English is a broad catch-all category and has to do with all things related to reading and writing, including but not limited to reading, syllabication, spelling, vocabulary, grammar, literature analysis, recitation, genres, Shakespeare, essay and research writing, poetry, tropes and creative writing, plagiarism and essays and probably more.
Including English on Your Transcript
For High School Transcripts it is generally acceptable to write down English I, II, III, IV, each level indicating a full credits worth of “English.” Or you can differentiate between literary genres, such as American, World, Ancient, British Literature, etc. It is also generally understood that each credit of High school English will include literature and writing instruction. Students in high school should master the essay and be so comfortable with it that they don’t even give it a second thought.
High School English
By high school, most students will have a good handle on spelling (or be adept at using Spell Check) as well keyboarding. Vocabulary should be something that students should be working on consistently throughout their academic careers, through either foreign language study, extensive reading or an excellent vocabulary program like Worldly Wise. Students should also know at least rudimentary diagramming skills.

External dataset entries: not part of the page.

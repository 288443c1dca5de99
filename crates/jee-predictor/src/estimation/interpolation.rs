use serde::{Deserialize, Serialize};
use std::cmp::Ordering;

/// One (input, output) pair of a piecewise-linear lookup table.
#[derive(Debug, Clone, Copy, PartialEq, Serialize, Deserialize)]
pub struct ControlPoint {
    pub input: f64,
    pub output: f64,
}

impl ControlPoint {
    pub const fn new(input: f64, output: f64) -> Self {
        Self { input, output }
    }
}

/// Direction in which a table's output moves as its input grows.
#[derive(Debug, Clone, Copy, PartialEq, Eq, Serialize, Deserialize)]
#[serde(rename_all = "snake_case")]
pub enum Trend {
    NonDecreasing,
    NonIncreasing,
}

/// Validation failures raised while building a table.
#[derive(Debug, Clone, PartialEq, thiserror::Error)]
pub enum TableError {
    #[error("lookup table has no control points")]
    Empty,
    #[error("control point ({input}, {output}) is not a finite number")]
    NonFinite { input: f64, output: f64 },
    #[error("control point input {0} appears more than once")]
    DuplicateInput(f64),
    #[error("table output changes direction at input {0}")]
    NonMonotonic(f64),
    #[error("table output must be {expected:?} but trends {found:?}")]
    UnexpectedTrend { expected: Trend, found: Trend },
    #[error("output {output} at input {input} is outside [{min}, {max}]")]
    OutputOutOfRange {
        input: f64,
        output: f64,
        min: f64,
        max: f64,
    },
    #[error("rank table must be drawn from at least one candidate")]
    ZeroCandidates,
}

/// Piecewise-linear table with clamped boundaries.
///
/// Points are kept in descending input order. Lookups inside the table's
/// domain interpolate linearly between the two neighbouring points; lookups
/// at or past either end return the boundary output unchanged.
#[derive(Debug, Clone, PartialEq, Serialize)]
pub struct InterpolationTable {
    points: Vec<ControlPoint>,
    trend: Trend,
}

impl InterpolationTable {
    pub fn new(mut points: Vec<ControlPoint>) -> Result<Self, TableError> {
        if points.is_empty() {
            return Err(TableError::Empty);
        }

        if let Some(point) = points
            .iter()
            .find(|point| !point.input.is_finite() || !point.output.is_finite())
        {
            return Err(TableError::NonFinite {
                input: point.input,
                output: point.output,
            });
        }

        points.sort_by(|a, b| b.input.partial_cmp(&a.input).unwrap_or(Ordering::Equal));

        let mut trend = None;
        for pair in points.windows(2) {
            let (high, low) = (pair[0], pair[1]);
            if high.input == low.input {
                return Err(TableError::DuplicateInput(high.input));
            }

            let step = match high.output.partial_cmp(&low.output) {
                Some(Ordering::Greater) => Trend::NonDecreasing,
                Some(Ordering::Less) => Trend::NonIncreasing,
                _ => continue,
            };

            match trend {
                None => trend = Some(step),
                Some(existing) if existing != step => {
                    return Err(TableError::NonMonotonic(low.input));
                }
                Some(_) => {}
            }
        }

        Ok(Self {
            points,
            trend: trend.unwrap_or(Trend::NonDecreasing),
        })
    }

    /// Build a table and additionally require the given output direction.
    pub fn with_trend(points: Vec<ControlPoint>, expected: Trend) -> Result<Self, TableError> {
        let table = Self::new(points)?;
        if table.trend != expected && !table.is_flat() {
            return Err(TableError::UnexpectedTrend {
                expected,
                found: table.trend,
            });
        }
        Ok(Self {
            trend: expected,
            ..table
        })
    }

    /// Built-in tables skip validation; their tests check them against `new`.
    pub(crate) fn from_static(points: &[ControlPoint], trend: Trend) -> Self {
        let mut points = points.to_vec();
        points.sort_by(|a, b| b.input.partial_cmp(&a.input).unwrap_or(Ordering::Equal));
        Self { points, trend }
    }

    pub fn points(&self) -> &[ControlPoint] {
        &self.points
    }

    pub fn trend(&self) -> Trend {
        self.trend
    }

    /// Lowest input in the table.
    pub fn min_input(&self) -> f64 {
        self.points[self.points.len() - 1].input
    }

    fn is_flat(&self) -> bool {
        self.points
            .windows(2)
            .all(|pair| pair[0].output == pair[1].output)
    }

    pub fn interpolate(&self, x: f64) -> f64 {
        let first = self.points[0];
        let last = self.points[self.points.len() - 1];

        if x >= first.input {
            return first.output;
        }
        if x.is_nan() || x <= last.input {
            return last.output;
        }

        for pair in self.points.windows(2) {
            let (high, low) = (pair[0], pair[1]);
            if x == high.input {
                return high.output;
            }
            if x == low.input {
                return low.output;
            }
            if x < high.input && x > low.input {
                let ratio = (x - low.input) / (high.input - low.input);
                return low.output + (high.output - low.output) * ratio;
            }
        }

        last.output
    }
}

/// Marks-to-percentile table: outputs lie in `[0, 100]` and never fall as
/// marks rise.
#[derive(Debug, Clone, PartialEq)]
pub struct PercentileTable(InterpolationTable);

impl PercentileTable {
    pub fn new(points: Vec<ControlPoint>) -> Result<Self, TableError> {
        if let Some(point) = points
            .iter()
            .find(|point| !(0.0..=100.0).contains(&point.output))
        {
            return Err(TableError::OutputOutOfRange {
                input: point.input,
                output: point.output,
                min: 0.0,
                max: 100.0,
            });
        }

        InterpolationTable::with_trend(points, Trend::NonDecreasing).map(Self)
    }

    pub(crate) fn from_static(points: &[ControlPoint]) -> Self {
        Self(InterpolationTable::from_static(points, Trend::NonDecreasing))
    }

    pub fn percentile_for(&self, marks: f64) -> f64 {
        self.0.interpolate(marks).clamp(0.0, 100.0)
    }

    pub fn table(&self) -> &InterpolationTable {
        &self.0
    }
}

impl Serialize for PercentileTable {
    fn serialize<S>(&self, serializer: S) -> Result<S::Ok, S::Error>
    where
        S: serde::Serializer,
    {
        self.0.points().serialize(serializer)
    }
}

impl<'de> Deserialize<'de> for PercentileTable {
    fn deserialize<D>(deserializer: D) -> Result<Self, D::Error>
    where
        D: serde::Deserializer<'de>,
    {
        let points = Vec::<ControlPoint>::deserialize(deserializer)?;
        Self::new(points).map_err(serde::de::Error::custom)
    }
}

impl<'de> Deserialize<'de> for InterpolationTable {
    fn deserialize<D>(deserializer: D) -> Result<Self, D::Error>
    where
        D: serde::Deserializer<'de>,
    {
        #[derive(Deserialize)]
        struct Raw {
            points: Vec<ControlPoint>,
        }

        let raw = Raw::deserialize(deserializer)?;
        Self::new(raw.points).map_err(serde::de::Error::custom)
    }
}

While one is clearly capable of writing well without this knowledge, a bit of grammar will take the elementary writing to the next level and the good writer even farther. In other words, by high school, the mechanics of writing should be well established, including how to write a 7 sentence paragraph and a simple 3 paragraph paper.
Students should also be reading widely by High School. For those who struggle with reading or just don’t like to, graphic novels and books on tape are excellent options and ones we utilize even in our home of willing and excellent readers. Simple narration and rudimentary literary analysis should be at least touched upon before high school. Recitation is a fantastic way to learn a piece of literature and truly understand it.
High School English should break down the skill of writing in a way that allows every student to write shorter and then longer essays well, regardless of ability. English is not rocket science and a good English teacher will be able to give their students the tools and skills of writing well. High School English will also include literature and again, a good English teacher will be able to lead great literary discussions that bring the text to life for the student, as well as impart skills so that the student can begin to discern nuanced meanings within the text on their own.
High School English will include not only the structure of how to write a solid essay but will encourage and impart stylistic techniques as well. Poetry and tropes are easily taught, enjoyed by most everyone and a fantastic way to build English copiousness and skill. Simple writing prompts and assignments based on the literature the students are reading often lead to delightful and humorous writing that quickly and easily pushes the student well beyond any writing they’ve done to date.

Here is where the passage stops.